However, the noble Lord referred specifically to transport costs. As he is well aware, I know—occasionally to my cost late at night—the length of the county of Powys. We anticipate that all children who are likely to require placement in a regional facility will have severe and complex special educational needs. Such children and young people would be in possession of a statement of special educational needs. As such, the vast majority of costs associated with meeting their educational needs would be met by the LEA in which the child or young person resides, including any transport costs.

Under the 1977 Scholarships and Benefits Regulations, as revised under the School Standards and Framework Act 1998 and the Payment of School Expenses Regulations 1999, local authorities have the discretionary power to grant assistance to parents who are unable to meet school uniform costs.

With regard to Amendment No. 344, I understand the reason that the noble Lord tabled that amendment. I believe that there is very little difference between what we and the noble Lord are seeking to achieve with Clause 189. The origin of the clause is in the Welsh Assembly's desire to ensure that qualifying material—that is, information—published by LEAs and the governing bodies of maintained schools in Wales includes comparative and contextual information and that it is available to the public. The clause, as drafted, enables that to happen.

Following consultation and compliance with the Welsh Assembly's procedures for approving subordinate legislation, all LEAs and schools in Wales will be required to publish qualifying material on the same basis. The material will encompass the assessment and examination results of each school and a range of value-added indicators placing each school's results in context.

Parents will be able to obtain the results of all schools for which their children are prospective pupils, and further afield if they wish, and make fair and direct comparisons of the standards attained in each school. Other members of the public will be able to do the same.

Therefore, the noble Lord, Lord Roberts of Conwy, need have no fear: there is no intention of withholding the information from the public. In fact, the opposite applies. All LEAs and schools will publish meaningful and useful material on the same basis. That will help parents to choose a school for the children, increase public awareness of the quality and standards of education and assist in assessing how well schools manage resources. With those explanations, I hope that the noble Lord, Lord Roberts, will feel able to withdraw the amendment.

Lord Roberts of Conwy

I am grateful to the noble Baroness for her comments on these two amendments. I am particularly reassured that parental costs will be met if the parents have children who attend these proposed regional centres.
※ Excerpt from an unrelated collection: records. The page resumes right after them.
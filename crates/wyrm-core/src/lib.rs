//! Wyrm core engine: platform-agnostic chain-follow creature, particles, presets
//! and draw-command generation.

pub mod chain;
pub mod color;
pub mod config;
pub mod draw;
mod error;
pub mod particles;
pub mod pointer;
pub mod random;
pub mod render;
mod simulation;

pub use chain::{BodyPoint, Chain};
pub use config::{CreatureConfig, Flourish, FollowOrder, FollowProfile, Preset, SurfaceMode};
pub use draw::DrawCommand;
pub use error::{Error, Result};
pub use particles::{Particle, ParticleKind, ParticleSystem};
pub use pointer::{InputEvent, PointerTracker};
pub use random::RandomSource;
pub use simulation::{FrameReport, Simulation};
The noble Baroness said that if the children were statemented—if I may use that description—then, of course, such costs would be covered by the statement. Children in Wales—an all-party group involving both Houses—recently reported that not all children received statements and much work had yet to be done on encouraging LEAs to ensure that parents were aware of their right to have children statemented.
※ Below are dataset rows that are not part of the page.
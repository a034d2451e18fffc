use chrono::NaiveDate;
use rust_decimal_macros::dec;
use std::sync::Arc;
use tempfile::TempDir;
use tradebook::db::init_db;
use tradebook::domain::{CloseTrade, Decimal, LotEventKind, NewTrade, OwnerId, Symbol, TradeCategory};
use tradebook::orchestration::{EquityPositionLedger, SettlementEngine, SettlementError, StatsAggregator};
use tradebook::{Repository, Trade};

struct Harness {
    repo: Arc<Repository>,
    engine: SettlementEngine,
    ledger: EquityPositionLedger,
    _temp: TempDir,
}

async fn setup() -> Harness {
    let temp_dir = TempDir::new().unwrap();
    let db_path = temp_dir
        .path()
        .join("test.db")
        .to_string_lossy()
        .to_string();
    let pool = init_db(&db_path, 4).await.expect("init_db failed");
    let repo = Arc::new(Repository::new(pool));
    let ledger = EquityPositionLedger::new(repo.clone());
    let engine = SettlementEngine::new(repo.clone(), ledger.clone(), StatsAggregator::new());

    Harness {
        repo,
        engine,
        ledger,
        _temp: temp_dir,
    }
}

fn date(s: &str) -> NaiveDate {
    NaiveDate::parse_from_str(s, "%Y-%m-%d").unwrap()
}

fn owner() -> OwnerId {
    OwnerId("owner-1".to_string())
}

fn aapl() -> Symbol {
    Symbol("AAPL".to_string())
}

async fn open_option(
    h: &Harness,
    category: TradeCategory,
    strike: rust_decimal::Decimal,
    premium: rust_decimal::Decimal,
    quantity: i64,
) -> Trade {
    h.repo
        .insert_trade(&NewTrade {
            owner_id: owner(),
            symbol: aapl(),
            category,
            strike_price: Some(strike.into()),
            premium: Some(premium.into()),
            quantity,
            open_date: date("2024-01-02"),
            expiration_date: Some(date("2024-01-19")),
        })
        .await
        .unwrap()
}

fn close(price: rust_decimal::Decimal, on: &str, assigned: bool) -> CloseTrade {
    CloseTrade {
        close_price: price.into(),
        close_date: date(on),
        was_assigned: assigned,
    }
}

#[tokio::test]
async fn covered_call_closed_without_assignment() {
    let h = setup().await;
    let trade = open_option(&h, TradeCategory::CoveredCall, dec!(180.00), dec!(2.50), 1).await;

    let closed = h
        .engine
        .close_trade(trade.id, close(dec!(1.00), "2024-01-10", false))
        .await
        .unwrap();

    assert_eq!(closed.realized_pnl, Some(Decimal::new(dec!(150))));
    assert_eq!(closed.is_win, Some(true));
    assert_eq!(closed.return_percentage, Some(Decimal::new(dec!(60))));
    assert_eq!(closed.close_date, Some(date("2024-01-10")));
    assert!(!closed.was_assigned);
    assert_eq!(closed.shares_assigned, None);
    assert_eq!(closed.linked_position_id, None);

    let stats = h.repo.get_user_stats(&owner()).await.unwrap().unwrap();
    assert_eq!(stats.trade_count, 1);
    assert_eq!(stats.win_count, 1);
    assert_eq!(stats.total_profit_loss, Decimal::new(dec!(150)));
}

#[tokio::test]
async fn covered_call_assignment_delivers_shares() {
    let h = setup().await;
    let (position, _) = h
        .ledger
        .record_manual_lot(&owner(), &aapl(), 300, dec!(175.50).into())
        .await
        .unwrap();
    let trade = open_option(&h, TradeCategory::CoveredCall, dec!(180.00), dec!(2.50), 1).await;

    let closed = h
        .engine
        .close_trade(trade.id, close(dec!(181.00), "2024-01-19", true))
        .await
        .unwrap();

    assert_eq!(closed.realized_pnl, Some(Decimal::new(dec!(700))));
    assert_eq!(closed.shares_assigned, Some(-100));
    assert_eq!(closed.assignment_price, Some(Decimal::new(dec!(180))));
    assert_eq!(closed.linked_position_id, Some(position.id));

    let after = h.repo.get_position(&owner(), &aapl()).await.unwrap().unwrap();
    assert_eq!(after.quantity, 200);
    assert_eq!(after.average_cost, Decimal::new(dec!(175.50)));

    let history = h.repo.list_lot_events(after.id).await.unwrap();
    assert_eq!(history.len(), 2);
    assert_eq!(history[1].kind, LotEventKind::CalledAway);
    assert_eq!(history[1].quantity_delta, -100);
    assert_eq!(history[1].trade_id, Some(trade.id));
}

#[tokio::test]
async fn cash_secured_put_assignment_creates_position() {
    let h = setup().await;
    let trade = open_option(&h, TradeCategory::CashSecuredPut, dec!(150), dec!(2.00), 1).await;

    let closed = h
        .engine
        .close_trade(trade.id, close(dec!(145), "2024-01-19", true))
        .await
        .unwrap();

    // 200 premium + (145 - 150) * 100
    assert_eq!(closed.realized_pnl, Some(Decimal::new(dec!(-300))));
    assert_eq!(closed.is_win, Some(false));
    assert_eq!(closed.shares_assigned, Some(100));

    let position = h.repo.get_position(&owner(), &aapl()).await.unwrap().unwrap();
    assert_eq!(position.quantity, 100);
    assert_eq!(position.average_cost, Decimal::new(dec!(150)));
    assert_eq!(closed.linked_position_id, Some(position.id));
}

#[tokio::test]
async fn second_close_is_rejected_without_changes() {
    let h = setup().await;
    let trade = open_option(&h, TradeCategory::NakedPut, dec!(150), dec!(3.20), 2).await;

    let first = h
        .engine
        .close_trade(trade.id, close(dec!(1.20), "2024-01-12", false))
        .await
        .unwrap();
    let err = h
        .engine
        .close_trade(trade.id, close(dec!(0.10), "2024-01-15", false))
        .await
        .unwrap_err();
    assert!(matches!(err, SettlementError::AlreadyClosed(id) if id == trade.id));

    let stored = h.repo.get_trade(trade.id).await.unwrap().unwrap();
    assert_eq!(stored, first);
    let stats = h.repo.get_user_stats(&owner()).await.unwrap().unwrap();
    assert_eq!(stats.trade_count, 1);
}

#[tokio::test]
async fn unknown_trade_is_not_found() {
    let h = setup().await;
    let err = h
        .engine
        .close_trade(tradebook::TradeId(999), close(dec!(1), "2024-01-10", false))
        .await
        .unwrap_err();
    assert_eq!(err.kind(), "not_found");
}

#[tokio::test]
async fn close_window_bounds_are_inclusive() {
    let h = setup().await;
    let on_open = open_option(&h, TradeCategory::LongCall, dec!(100), dec!(1), 1).await;
    let on_expiry = open_option(&h, TradeCategory::LongCall, dec!(100), dec!(1), 1).await;
    let late = open_option(&h, TradeCategory::LongCall, dec!(100), dec!(1), 1).await;
    let early = open_option(&h, TradeCategory::LongCall, dec!(100), dec!(1), 1).await;

    h.engine
        .close_trade(on_open.id, close(dec!(2), "2024-01-02", false))
        .await
        .unwrap();
    h.engine
        .close_trade(on_expiry.id, close(dec!(2), "2024-01-19", false))
        .await
        .unwrap();

    let err = h
        .engine
        .close_trade(late.id, close(dec!(2), "2024-01-20", false))
        .await
        .unwrap_err();
    assert!(matches!(err, SettlementError::InvalidCloseWindow { .. }));
    let err = h
        .engine
        .close_trade(early.id, close(dec!(2), "2024-01-01", false))
        .await
        .unwrap_err();
    assert!(matches!(err, SettlementError::InvalidCloseWindow { .. }));

    assert!(!h.repo.get_trade(late.id).await.unwrap().unwrap().is_closed());
    assert!(!h.repo.get_trade(early.id).await.unwrap().unwrap().is_closed());
}

#[tokio::test]
async fn naked_assignment_is_unsupported() {
    let h = setup().await;
    let trade = open_option(&h, TradeCategory::NakedCall, dec!(200), dec!(4), 1).await;

    let err = h
        .engine
        .close_trade(trade.id, close(dec!(210), "2024-01-19", true))
        .await
        .unwrap_err();
    assert!(matches!(
        err,
        SettlementError::UnsupportedAssignment(TradeCategory::NakedCall)
    ));
    assert!(!h.repo.get_trade(trade.id).await.unwrap().unwrap().is_closed());
}

#[tokio::test]
async fn insufficient_shares_rolls_back_the_close() {
    let h = setup().await;
    h.ledger
        .record_manual_lot(&owner(), &aapl(), 50, dec!(170).into())
        .await
        .unwrap();
    let trade = open_option(&h, TradeCategory::CoveredCall, dec!(180), dec!(2.50), 1).await;

    let err = h
        .engine
        .close_trade(trade.id, close(dec!(181), "2024-01-19", true))
        .await
        .unwrap_err();
    match err {
        SettlementError::InsufficientShares {
            symbol,
            held,
            required,
        } => {
            assert_eq!(symbol, aapl());
            assert_eq!(held, 50);
            assert_eq!(required, 100);
        }
        other => panic!("Expected InsufficientShares, got {:?}", other),
    }

    // The claim ran inside the rolled-back unit, so the trade is still open.
    let stored = h.repo.get_trade(trade.id).await.unwrap().unwrap();
    assert!(!stored.is_closed());
    assert_eq!(stored.realized_pnl, None);

    let position = h.repo.get_position(&owner(), &aapl()).await.unwrap().unwrap();
    assert_eq!(position.quantity, 50);
    assert_eq!(h.repo.list_lot_events(position.id).await.unwrap().len(), 1);
    assert!(h.repo.get_user_stats(&owner()).await.unwrap().is_none());
}

#[tokio::test]
async fn stats_match_closed_trades() {
    let h = setup().await;
    let win = open_option(&h, TradeCategory::CoveredCall, dec!(180), dec!(2.50), 1).await;
    let loss = open_option(&h, TradeCategory::LongPut, dec!(100), dec!(3), 2).await;
    open_option(&h, TradeCategory::LongCall, dec!(100), dec!(1), 1).await;

    h.engine
        .close_trade(win.id, close(dec!(1.00), "2024-01-10", false))
        .await
        .unwrap();
    h.engine
        .close_trade(loss.id, close(dec!(1.50), "2024-01-11", false))
        .await
        .unwrap();

    // 150 + (1.50 - 3) * 200
    let stats = h.repo.get_user_stats(&owner()).await.unwrap().unwrap();
    assert_eq!(stats.trade_count, 2);
    assert_eq!(stats.win_count, 1);
    assert_eq!(stats.total_profit_loss, Decimal::new(dec!(-150)));
    assert_eq!(stats.average_return, Decimal::new(dec!(-75)));

    let trades = h.repo.list_trades(&owner()).await.unwrap();
    let closed_sum = trades
        .iter()
        .filter_map(|t| t.realized_pnl)
        .fold(Decimal::zero(), |acc, pnl| acc + pnl);
    assert_eq!(closed_sum, stats.total_profit_loss);
}

#[tokio::test]
async fn equity_trade_uses_share_multiplier() {
    let h = setup().await;
    let trade = h
        .repo
        .insert_trade(&NewTrade {
            owner_id: owner(),
            symbol: aapl(),
            category: TradeCategory::Equity,
            strike_price: None,
            premium: Some(dec!(100).into()),
            quantity: 10,
            open_date: date("2024-01-02"),
            expiration_date: None,
        })
        .await
        .unwrap();

    let err = h
        .engine
        .close_trade(trade.id, close(dec!(110), "2024-03-01", true))
        .await
        .unwrap_err();
    assert_eq!(err.kind(), "unsupported_assignment");

    let closed = h
        .engine
        .close_trade(trade.id, close(dec!(110), "2024-03-01", false))
        .await
        .unwrap();
    assert_eq!(closed.realized_pnl, Some(Decimal::new(dec!(100))));
    assert_eq!(closed.return_percentage, Some(Decimal::new(dec!(10))));
}

#[tokio::test(flavor = "multi_thread", worker_threads = 4)]
async fn concurrent_closes_settle_once() {
    let h = setup().await;
    let trade = open_option(&h, TradeCategory::CashSecuredPut, dec!(150), dec!(2.00), 1).await;

    let id = trade.id;
    let a = h.engine.clone();
    let b = h.engine.clone();
    let (ra, rb) = futures::join!(
        tokio::spawn(async move { a.close_trade(id, close(dec!(145), "2024-01-19", true)).await }),
        tokio::spawn(async move { b.close_trade(id, close(dec!(145), "2024-01-19", true)).await }),
    );
    let results = [ra.unwrap(), rb.unwrap()];

    let ok = results.iter().filter(|r| r.is_ok()).count();
    let already_closed = results
        .iter()
        .filter(|r| matches!(r, Err(SettlementError::AlreadyClosed(_))))
        .count();
    assert_eq!(ok, 1);
    assert_eq!(already_closed, 1);

    let position = h.repo.get_position(&owner(), &aapl()).await.unwrap().unwrap();
    assert_eq!(position.quantity, 100);
    assert_eq!(h.repo.list_lot_events(position.id).await.unwrap().len(), 1);
    let stats = h.repo.get_user_stats(&owner()).await.unwrap().unwrap();
    assert_eq!(stats.trade_count, 1);
}

#[tokio::test]
async fn oversized_amounts_fail_validation_and_leave_trade_open() {
    let h = setup().await;
    let trade = h
        .repo
        .insert_trade(&NewTrade {
            owner_id: owner(),
            symbol: aapl(),
            category: TradeCategory::NakedCall,
            strike_price: Some(dec!(100).into()),
            premium: Some(Decimal::from_str_scientific("1e20").unwrap()),
            quantity: 1_000_000_000_000_000,
            open_date: date("2024-01-02"),
            expiration_date: Some(date("2024-01-19")),
        })
        .await
        .unwrap();

    let engine = h.engine.clone();
    let id = trade.id;
    let result = tokio::spawn(async move {
        engine
            .close_trade(id, close(dec!(1), "2024-01-10", false))
            .await
    })
    .await
    .expect("settlement task must not panic");

    let err = result.unwrap_err();
    assert_eq!(err.kind(), "validation_error");
    assert!(!h.repo.get_trade(trade.id).await.unwrap().unwrap().is_closed());
    assert!(h.repo.get_user_stats(&owner()).await.unwrap().is_none());
}

#[tokio::test(flavor = "multi_thread", worker_threads = 4)]
async fn concurrent_assignments_on_one_position_serialize() {
    let h = setup().await;
    h.ledger
        .record_manual_lot(&owner(), &aapl(), 100, dec!(175.50).into())
        .await
        .unwrap();
    let first = open_option(&h, TradeCategory::CoveredCall, dec!(180.00), dec!(2.50), 1).await;
    let second = open_option(&h, TradeCategory::CoveredCall, dec!(180.00), dec!(2.50), 1).await;

    let a = h.engine.clone();
    let b = h.engine.clone();
    let (first_id, second_id) = (first.id, second.id);
    let (ra, rb) = futures::join!(
        tokio::spawn(async move { a.close_trade(first_id, close(dec!(181), "2024-01-19", true)).await }),
        tokio::spawn(async move { b.close_trade(second_id, close(dec!(181), "2024-01-19", true)).await }),
    );
    let results = [ra.unwrap(), rb.unwrap()];

    let settled: Vec<&Trade> = results.iter().filter_map(|r| r.as_ref().ok()).collect();
    assert_eq!(settled.len(), 1);
    assert_eq!(settled[0].realized_pnl, Some(Decimal::new(dec!(700))));
    let short = results
        .iter()
        .filter(|r| matches!(r, Err(SettlementError::InsufficientShares { held: 0, required: 100, .. })))
        .count();
    assert_eq!(short, 1);

    let position = h.repo.get_position(&owner(), &aapl()).await.unwrap().unwrap();
    assert_eq!(position.quantity, 0);
    let history = h.repo.list_lot_events(position.id).await.unwrap();
    assert_eq!(history.len(), 2);
    assert_eq!(history[0].kind, LotEventKind::ManualEntry);
    assert_eq!(history[1].kind, LotEventKind::CalledAway);
    assert_eq!(history[1].trade_id, Some(settled[0].id));

    let stats = h.repo.get_user_stats(&owner()).await.unwrap().unwrap();
    assert_eq!(stats.trade_count, 1);
}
Baroness Farrington of Ribbleton

I am not clear whether the noble Lord is referring to children whose level of special need is not great enough to require a statement or to occasional difficulties in ensuring that children's needs are assessed as quickly as necessary. Perhaps the noble Lord will write to me before Report stage to clarify the situation. I do not believe that regional special centres are likely to be used by children for whom a statemented special need would be inappropriate.

Lord Roberts of Conwy

I will certainly look into the matter more deeply but the all-party group reported that LEAs in Wales do not always provide statements where they are required and that progress needs to be made in that sphere. I am grateful for the Minister's comments about the qualifying material and her assurances. I beg leave to withdraw the amendment.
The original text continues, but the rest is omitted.